Comeback der großen Diplomatie

Politik / 20.09.2021 • 22:28 Uhr
Es gibt Beschränkungen. Guterres war aber gegen eine Impfpflicht.AP
Es gibt Beschränkungen. Guterres war aber gegen eine Impfpflicht.AP

In New York treten über 80 Staats- und Regierungschefs zu Gesprächen zusammen. Die Pandemie wird allgegenwärtig sein.

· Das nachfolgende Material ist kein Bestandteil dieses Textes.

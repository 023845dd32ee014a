//! Application configuration.
//!
//! [`AppConfig`] is loaded once at startup and passed down by value.  The
//! CLI layer owns config; the core crate never sees it.
//!
//! # Resolution order (highest priority first)
//!
//! 1. CLI flags (handled at the call-site, not here)
//! 2. Environment variables: `ODOO_SCAFFOLD_<SECTION>__<KEY>`,
//!    e.g. `ODOO_SCAFFOLD_MANIFEST__AUTHOR`
//! 3. Config file: `--config <FILE>` (must exist) or [`AppConfig::config_path`]
//!    (optional)
//! 4. Built-in defaults (always present)

use std::path::{Path, PathBuf};

use anyhow::Context;
use odoo_scaffold_core::domain::{ModuleOptions, PlatformVersion};
use serde::{Deserialize, Serialize};

/// Prefix of configuration environment variables.
pub const ENV_PREFIX: &str = "ODOO_SCAFFOLD";

/// Application configuration.
#[derive(Debug, Clone, PartialEq, Eq, Serialize, Deserialize)]
#[serde(default)]
pub struct AppConfig {
    /// Defaults for `new` and `names`.
    pub defaults: Defaults,
    /// Manifest values applied unless overridden by flags.
    pub manifest: ManifestConfig,
    /// Output settings.
    pub output: OutputConfig,
}

#[derive(Debug, Clone, PartialEq, Eq, Serialize, Deserialize)]
#[serde(default)]
pub struct Defaults {
    pub odoo_version: u32,
    pub output_path: PathBuf,
}

/// Unset keys fall back to [`ModuleOptions::default`].
#[derive(Debug, Clone, Default, PartialEq, Eq, Serialize, Deserialize)]
#[serde(default)]
pub struct ManifestConfig {
    #[serde(skip_serializing_if = "Option::is_none")]
    pub author: Option<String>,
    #[serde(skip_serializing_if = "Option::is_none")]
    pub license: Option<String>,
    #[serde(skip_serializing_if = "Option::is_none")]
    pub category: Option<String>,
    #[serde(skip_serializing_if = "Option::is_none")]
    pub website: Option<String>,
    #[serde(skip_serializing_if = "Option::is_none")]
    pub summary: Option<String>,
}

#[derive(Debug, Clone, PartialEq, Eq, Serialize, Deserialize)]
#[serde(default)]
pub struct OutputConfig {
    pub no_color: bool,
    pub format: String,
}

impl Default for Defaults {
    fn default() -> Self {
        Self {
            odoo_version: PlatformVersion::DEFAULT.major(),
            output_path: PathBuf::from("."),
        }
    }
}

impl Default for OutputConfig {
    fn default() -> Self {
        Self {
            no_color: false,
            format: "auto".into(),
        }
    }
}

impl Default for AppConfig {
    fn default() -> Self {
        Self {
            defaults: Defaults::default(),
            manifest: ManifestConfig::default(),
            output: OutputConfig::default(),
        }
    }
}

impl AppConfig {
    /// Load configuration: defaults, then the file, then the environment.
    ///
    /// `config_file` is the path passed via `--config`; it must exist. Without
    /// it the default location is used when present.
    pub fn load(config_file: Option<&PathBuf>) -> anyhow::Result<Self> {
        let (path, required) = match config_file {
            Some(path) => (path.clone(), true),
            None => (Self::config_path(), false),
        };
        Self::load_from(&path, required, std::env::vars())
    }

    /// [`Self::load`] with an explicit environment, for tests.
    fn load_from(
        path: &Path,
        required: bool,
        env: impl IntoIterator<Item = (String, String)>,
    ) -> anyhow::Result<Self> {
        let env: config::Map<String, String> = env
            .into_iter()
            .filter(|(k, _)| k.starts_with(ENV_PREFIX))
            .collect();

        let defaults = config::Config::try_from(&Self::default())
            .context("Failed to build default configuration")?;

        let loaded: Self = config::Config::builder()
            .add_source(defaults)
            .add_source(
                config::File::from(path)
                    .format(config::FileFormat::Toml)
                    .required(required),
            )
            .add_source(
                config::Environment::with_prefix(ENV_PREFIX)
                    .prefix_separator("_")
                    .separator("__")
                    .try_parsing(true)
                    .source(Some(env)),
            )
            .build()
            .with_context(|| format!("Failed to load configuration from {}", path.display()))?
            .try_deserialize()
            .context("Invalid configuration")?;

        if loaded.defaults.odoo_version == 0 {
            anyhow::bail!("defaults.odoo_version must be a positive Odoo major version");
        }

        Ok(loaded)
    }

    /// Path to the default configuration file.
    ///
    /// Uses `directories::ProjectDirs` for cross-platform correctness,
    /// falling back to `.odoo-scaffold.toml` in the current directory.
    pub fn config_path() -> PathBuf {
        directories::ProjectDirs::from("com", "odoo-scaffold", "odoo-scaffold")
            .map(|d| d.config_dir().join("config.toml"))
            .unwrap_or_else(|| PathBuf::from(".odoo-scaffold.toml"))
    }

    /// The file `init` writes to and `config path` reports.
    pub fn active_path(config_file: Option<&PathBuf>) -> PathBuf {
        config_file.cloned().unwrap_or_else(Self::config_path)
    }

    pub fn platform_version(&self) -> PlatformVersion {
        PlatformVersion::new(self.defaults.odoo_version)
    }

    /// Manifest options with configured values applied.
    pub fn module_options(&self) -> ModuleOptions {
        let m = self.manifest.clone();
        let mut options = ModuleOptions::default();
        if let Some(author) = m.author {
            options = options.with_author(author);
        }
        if let Some(license) = m.license {
            options = options.with_license(license);
        }
        if let Some(category) = m.category {
            options = options.with_category(category);
        }
        if let Some(website) = m.website {
            options = options.with_website(website);
        }
        if let Some(summary) = m.summary {
            options = options.with_summary(summary);
        }
        options
    }
}

#[cfg(test)]
mod tests {
    use super::*;

    fn no_env() -> Vec<(String, String)> {
        Vec::new()
    }

    #[test]
    fn defaults_target_current_odoo() {
        let cfg = AppConfig::default();
        assert_eq!(cfg.defaults.odoo_version, 17);
        assert_eq!(cfg.defaults.output_path, PathBuf::from("."));
        assert!(!cfg.output.no_color);
        assert_eq!(cfg.output.format, "auto");
        assert_eq!(cfg.module_options(), ModuleOptions::default());
    }

    #[test]
    fn missing_optional_file_gives_defaults() {
        let tmp = tempfile::tempdir().unwrap();
        let cfg = AppConfig::load_from(&tmp.path().join("none.toml"), false, no_env()).unwrap();
        assert_eq!(cfg, AppConfig::default());
    }

    #[test]
    fn missing_required_file_is_error() {
        let tmp = tempfile::tempdir().unwrap();
        assert!(AppConfig::load_from(&tmp.path().join("none.toml"), true, no_env()).is_err());
    }

    #[test]
    fn file_values_override_defaults() {
        let tmp = tempfile::tempdir().unwrap();
        let path = tmp.path().join("config.toml");
        std::fs::write(
            &path,
            "[defaults]\nodoo_version = 16\n\n[manifest]\nauthor = \"Acme\"\n",
        )
        .unwrap();

        let cfg = AppConfig::load_from(&path, true, no_env()).unwrap();
        assert_eq!(cfg.platform_version(), PlatformVersion::new(16));
        assert_eq!(cfg.module_options().author, "Acme");
        assert_eq!(cfg.module_options().license, "LGPL-3");
    }

    #[test]
    fn summary_comes_from_manifest_section() {
        let tmp = tempfile::tempdir().unwrap();
        let path = tmp.path().join("config.toml");
        std::fs::write(&path, "[manifest]\nsummary = \"Track tasks\"\n").unwrap();

        let cfg = AppConfig::load_from(&path, true, no_env()).unwrap();
        assert_eq!(cfg.module_options().summary, "Track tasks");
    }

    #[test]
    fn environment_overrides_file() {
        let tmp = tempfile::tempdir().unwrap();
        let path = tmp.path().join("config.toml");
        std::fs::write(&path, "[manifest]\nauthor = \"File\"\n").unwrap();

        let env = vec![
            ("ODOO_SCAFFOLD_MANIFEST__AUTHOR".to_string(), "Env".to_string()),
            ("ODOO_SCAFFOLD_DEFAULTS__ODOO_VERSION".to_string(), "15".to_string()),
            ("UNRELATED".to_string(), "x".to_string()),
        ];
        let cfg = AppConfig::load_from(&path, true, env).unwrap();
        assert_eq!(cfg.manifest.author.as_deref(), Some("Env"));
        assert_eq!(cfg.defaults.odoo_version, 15);
    }

    #[test]
    fn zero_version_is_rejected() {
        let tmp = tempfile::tempdir().unwrap();
        let path = tmp.path().join("config.toml");
        std::fs::write(&path, "[defaults]\nodoo_version = 0\n").unwrap();
        assert!(AppConfig::load_from(&path, true, no_env()).is_err());
    }

    #[test]
    fn default_config_serialises_to_toml() {
        let text = toml::to_string_pretty(&AppConfig::default()).unwrap();
        assert!(text.contains("[defaults]"));
        assert!(text.contains("odoo_version = 17"));
        let back: AppConfig = toml::from_str(&text).unwrap();
        assert_eq!(back, AppConfig::default());
    }
}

Washington Es ist aufgrund der Coronabeschränkungen nicht das ganz große Comeback der internationalen Diplomatie, auf das die Vereinten Nationen gehofft hatten. Dennoch wird die 76. Generaldebatte der UN-Vollversammlung ab Dienstag wieder viele der weltweit mächtigsten Politiker nach New York bringen.

 

DEBATTE TROTZ PANDEMIE. Die Flure des UN-Hauptquartiers am East River werden nicht wie sonst zu Generaldebatten überquellen – New York und die UN haben die Größe der Delegationen stark limitiert. Die Stadt New York wollte eine Impfpflicht für den Gipfel durchsetzen, was UN-Generalsekretär António Guterres mit der Begründung zurückwies, er könne ungeimpften UN-Mitgliedern nicht den Zutritt verweigern. Stattdessen gilt das „Ehren-System“: Jeder, der das UN-Gebäude in New York betritt, bestätigt damit, in den vorherigen zehn Tagen nicht positiv auf das Virus getestet worden zu sein, keine Symptome und keinen Umgang mit Erkrankten gehabt zu haben.

 

DIE TEILNEHMER. Über 80 Staats- und Regierungschefs haben sich angekündigt, unter anderem US-Präsident Joe Biden und der britische Premier Boris Johnson. Deutschland wählte mit Bundespräsident Frank-Walter Steinmeier eine Überraschungslösung, denn normalerweise vertritt der Außenminister die Bundesrepublik. Aufgrund des Wahlkampfs entschied man sich aber für einen überparteilichen Weg. Für Österreich sind Bundespräsident Alexander Van der Bellen, Kanzler Sebastian Kurz und Außenminister Schallenberg (beide ÖVP) mit dabei. Abgesagt haben unter anderem Russlands Staatsoberhaupt Wladimir Putin und Chinas Staatspräsident Xi Jinping nicht.

 

AFGHANISTAN, LIBYEN, KLIMa. Das Afghanistan-Desaster und die notwendige humanitäre Hilfe werden sicherheitspolitisch den größten Raum einnehmen. Außerdem könnte dem auf der Kippe stehenden politischen Prozess in Libyen ein weiterer Impuls gegeben werden. Auch der neue Außenminister Irans, Hussein Amirabdollahian, kommt – zu möglichen Treffen am Rande der Veranstaltung mit Blick auf die Atomverhandlungen schweigen sich die westlichen Staaten aber aus. Nicht auszuschließen ist, dass Frankreich und die USA angesichts ihres U-Boot-Streits das Gespräch miteinander suchen. Über die regionalen Krisen hinaus wird die Erderwärmung ein voraussichtlich überragendes Thema. Bereits am Montag luden Guterres und der britische Premier Johnson zu einer Diskussion hinter verschlossenen Türen, an der auch Deutschlands Bundeskanzlerin Angela Merkel (CDU) und Amtskollege Kurz virtuell teilnehmen.

 

DER IMPF-GIPFEL. Biden plant für Mittwoch einen hochrangig besetzten, virtuellen Gipfel zur gerechteren internationalen Verteilung von Impfstoffen. Dabei soll es vor allem um konkrete Zusagen für die Bereitstellung von mehr Vakzinen für ärmere Länder gehen – in Afrika sind beispielsweise erst rund drei Prozent der Menschen geimpft. Ziel ist es, 70 Prozent der Weltbevölkerung bis Mitte nächsten Jahres geimpft zu haben.

 

MYANMAR UND AFGHANISTAN? Eine spannende Frage wird es sein, ob und von wem Afghanistan und Myanmar vertreten werden. Der afghanische UN-Botschafter Ghulam Isaczai wurde ernannt, bevor die Taliban die Macht an sich rissen. Auch Myanmars Vertreter Kyaw Moe Tun begann seine Arbeit vor dem Putsch in seinem Heimatland im Frühjahr. Nach seinen Verurteilungen des Militärs versuchte die Regierung Kyaw Moe Tun zu ersetzen. Bisher erfolglos – denn für die Ernennung eines neues Botschafters müssen die UN die Führung eines Landes als legitim anerkennen.